Y hablando de ese sector de Norte de Santander, la organización es partidaria de que en momentos que el proceso está entrando en una nueva fase territorial, se debe construir sobre los logros anteriores y transformar las zonas más afectadas por la violencia.

Lastimosamente esas palabras y consideraciones se estrellan contra una realidad que muestra tres masacres en toda esa área, aparte de que en Tibú en lo que va corrido del presente año la ola sangrienta le ha arrebatado violentamente la vida a 44 personas. 

Esta problemática fue tenida en cuenta por el instituto Kroc que precisamente se refiere a situaciones a las que lamentablemente pareciera que en el departamento ya nos hemos acostumbrado y que nos sigue como un lastre para lado y lado.

Cuando leamos el siguiente párrafo nos vendrá a la mente la urgencia de consolidar las acciones del posconflicto, eliminar factores como el narcotráfico que genera la violencia y, evidentemente, continuar la construcción de un nuevo modelo de desarrollo en estas zonas que tienen profundas heridas abiertas por la guerra. 

“Entre los factores desestabilizadores están los corredores del narcotráfico, la migración, los frentes de deforestación, las zonas con presencia de cultivos de coca, las minas antipersonales que se siguen posicionando, la presencia de actores armados, entre otros”.

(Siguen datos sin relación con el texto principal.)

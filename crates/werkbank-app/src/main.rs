// SPDX-License-Identifier: PMPL-1.0-or-later
// Copyright (c) 2026 Jonathan D.A. Jewell (hyperpolymath) <jonathan.jewell@open.ac.uk>
//
// Werkbank: asset and source maintenance for the journey web app
//
// Entry point. Initialises logging, loads the configuration, and dispatches
// to the requested job. Diagnostics go to stderr; job output goes to stdout.

mod cli;
mod render;

use std::process::ExitCode;

use clap::Parser;
use serde::Serialize;
use werkbank_core::{Result, WerkbankConfig};
use werkbank_document::{AssetCopier, GridCropper, PdfReader, probe_image, render_pages};
use werkbank_source::{CompactionPass, StripPass};

use cli::{Cli, Command};

fn main() -> ExitCode {
    tracing_subscriber::fmt()
        .with_env_filter(
            tracing_subscriber::EnvFilter::try_from_default_env()
                .unwrap_or_else(|_| tracing_subscriber::EnvFilter::new("info")),
        )
        .with_writer(std::io::stderr)
        .init();

    let cli = Cli::parse();
    match run(cli) {
        Ok(()) => ExitCode::SUCCESS,
        Err(err) => {
            tracing::error!(%err, "Job failed");
            eprintln!("Error: {err}");
            ExitCode::FAILURE
        }
    }
}

fn run(cli: Cli) -> Result<()> {
    let mut config = WerkbankConfig::resolve(cli.config.as_deref())?;
    cli.command.apply(&mut config);
    config.validate()?;

    match cli.command {
        Command::Compact(args) => {
            let report = CompactionPass::from_config(&config.compact)?.run()?;
            emit(args.json, &report, render::compact)
        }
        Command::Strip(args) => {
            let report = StripPass::from_config(&config.strip)?.run()?;
            emit(args.json, &report, render::strip)
        }
        Command::Crop(args) => {
            let cropper = GridCropper::from_config(&config.crop)?;
            let report = cropper.run()?;
            emit(args.json, &report, |r| render::crop(r, cropper.output_dir()))
        }
        Command::PdfText(args) => {
            // Extraction errors are reported, not fatal.
            let reader = match PdfReader::open(&config.pdf.path) {
                Ok(reader) => reader,
                Err(err) => {
                    println!("Error: {err}");
                    return Ok(());
                }
            };
            let (pages, failure) = reader.pages_until_error();
            emit(args.json, &pages, |p| render_pages(p))?;
            if let Some(err) = failure {
                if args.json {
                    eprintln!("Error: {err}");
                } else {
                    println!("Error: {err}");
                }
            }
            Ok(())
        }
        Command::Probe(args) => {
            let report = probe_image(&config.probe.path);
            emit(args.json, &report, render::probe)
        }
        Command::CopyAssets(args) => {
            let report = AssetCopier::from_config(&config.assets).run()?;
            emit(args.json, &report, render::copy_assets)
        }
        Command::ShowConfig => {
            print!("{}", config.to_toml_string()?);
            Ok(())
        }
    }
}

/// Print `report` as pretty JSON or through its text renderer.
fn emit<T>(json: bool, report: &T, text: impl FnOnce(&T) -> String) -> Result<()>
where
    T: Serialize + ?Sized,
{
    if json {
        println!("{}", serde_json::to_string_pretty(report)?);
    } else {
        print!("{}", text(report));
    }
    Ok(())
}

#[cfg(test)]
mod tests {
    use super::*;
    use std::path::Path;

    /// Write a config rooted in `dir` and return its path.
    fn write_config(dir: &Path) -> std::path::PathBuf {
        let mut config = WerkbankConfig::default();
        config.compact.pages_dir = dir.join("pages");
        config.compact.files = vec!["Journey.tsx".into(), "Missing.tsx".into()];
        config.strip.pages_dir = dir.join("pages");
        config.strip.files = vec!["Journey.tsx".into()];
        config.pdf.path = dir.join("task.pdf");
        config.assets.source_dir = dir.join("uploads");
        config.assets.dest_dir = dir.join("public");
        config.assets.mappings.truncate(1);

        let path = dir.join("werkbank.toml");
        std::fs::write(&path, config.to_toml_string().unwrap()).unwrap();
        path
    }

    fn run_args(config: &Path, args: &[&str]) -> Result<()> {
        let config = config.display().to_string();
        let mut argv = vec!["werkbank", "--config", config.as_str()];
        argv.extend_from_slice(args);
        run(Cli::try_parse_from(argv).unwrap())
    }

    #[test]
    fn compact_then_strip_rewrite_the_page() {
        let dir = tempfile::tempdir().unwrap();
        let config = write_config(dir.path());
        let pages = dir.path().join("pages");
        std::fs::create_dir(&pages).unwrap();
        std::fs::write(
            pages.join("Journey.tsx"),
            "import BottomNav from '../components/BottomNav';\n\
             <div className=\"p-6 mb-6\">\n  <BottomNav />\n</div>\n",
        )
        .unwrap();

        run_args(&config, &["compact"]).unwrap();
        let text = std::fs::read_to_string(pages.join("Journey.tsx")).unwrap();
        assert!(text.contains("p-4 mb-3"));

        run_args(&config, &["strip", "--json"]).unwrap();
        let text = std::fs::read_to_string(pages.join("Journey.tsx")).unwrap();
        assert!(!text.contains("BottomNav"));
    }

    #[test]
    fn pdf_errors_do_not_fail_the_command() {
        let dir = tempfile::tempdir().unwrap();
        let config = write_config(dir.path());
        run_args(&config, &["pdf-text"]).unwrap();

        std::fs::write(dir.path().join("task.pdf"), b"not a pdf").unwrap();
        run_args(&config, &["pdf-text"]).unwrap();
    }

    #[test]
    fn copy_assets_and_probe_report_without_failing() {
        let dir = tempfile::tempdir().unwrap();
        let config = write_config(dir.path());
        run_args(&config, &["copy-assets"]).unwrap();
        assert!(dir.path().join("public").is_dir());

        let missing = dir.path().join("nope.png").display().to_string();
        run_args(&config, &["probe", missing.as_str()]).unwrap();
    }

    #[test]
    fn empty_overrides_are_rejected_before_any_job_runs() {
        let dir = tempfile::tempdir().unwrap();
        let config = write_config(dir.path());
        let out = dir.path().join("tasks");
        let out_arg = out.display().to_string();

        assert!(run_args(&config, &["crop", "--prefix", "", "-o", out_arg.as_str()]).is_err());
        assert!(!out.exists());
        assert!(run_args(&config, &["strip", "--component", ""]).is_err());
    }

    #[test]
    fn missing_explicit_config_is_an_error() {
        let dir = tempfile::tempdir().unwrap();
        assert!(run_args(&dir.path().join("absent.toml"), &["show-config"]).is_err());
    }
}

Pero como en todos los aspectos de la cotidianidad, esta especie de veeduría resaltó que precisamente en los municipios catatumberos los Planes de Desarrollo con Enfoque Territorial (PDET) han avanzado en asuntos relacionados con la formalización y la construcción de su hoja de ruta.

Por ejemplo, uno de los recientes logros que se manifestará en mejores condiciones de vida para 3.543 usuarios en Sardinata, Tibú, El Carmen, El Tarra y San Calixto es el  plan de electrificación rural ‘Iluminando los sueños del campo’.

Hechos como estos son los que se necesitan, pues son muy importantes para localidades olvidadas y en donde la mano del Estado muy pocas veces ha llegado con la contundencia requerida para favorecer a las comunidades desde los puntos de vista sociales y económicos.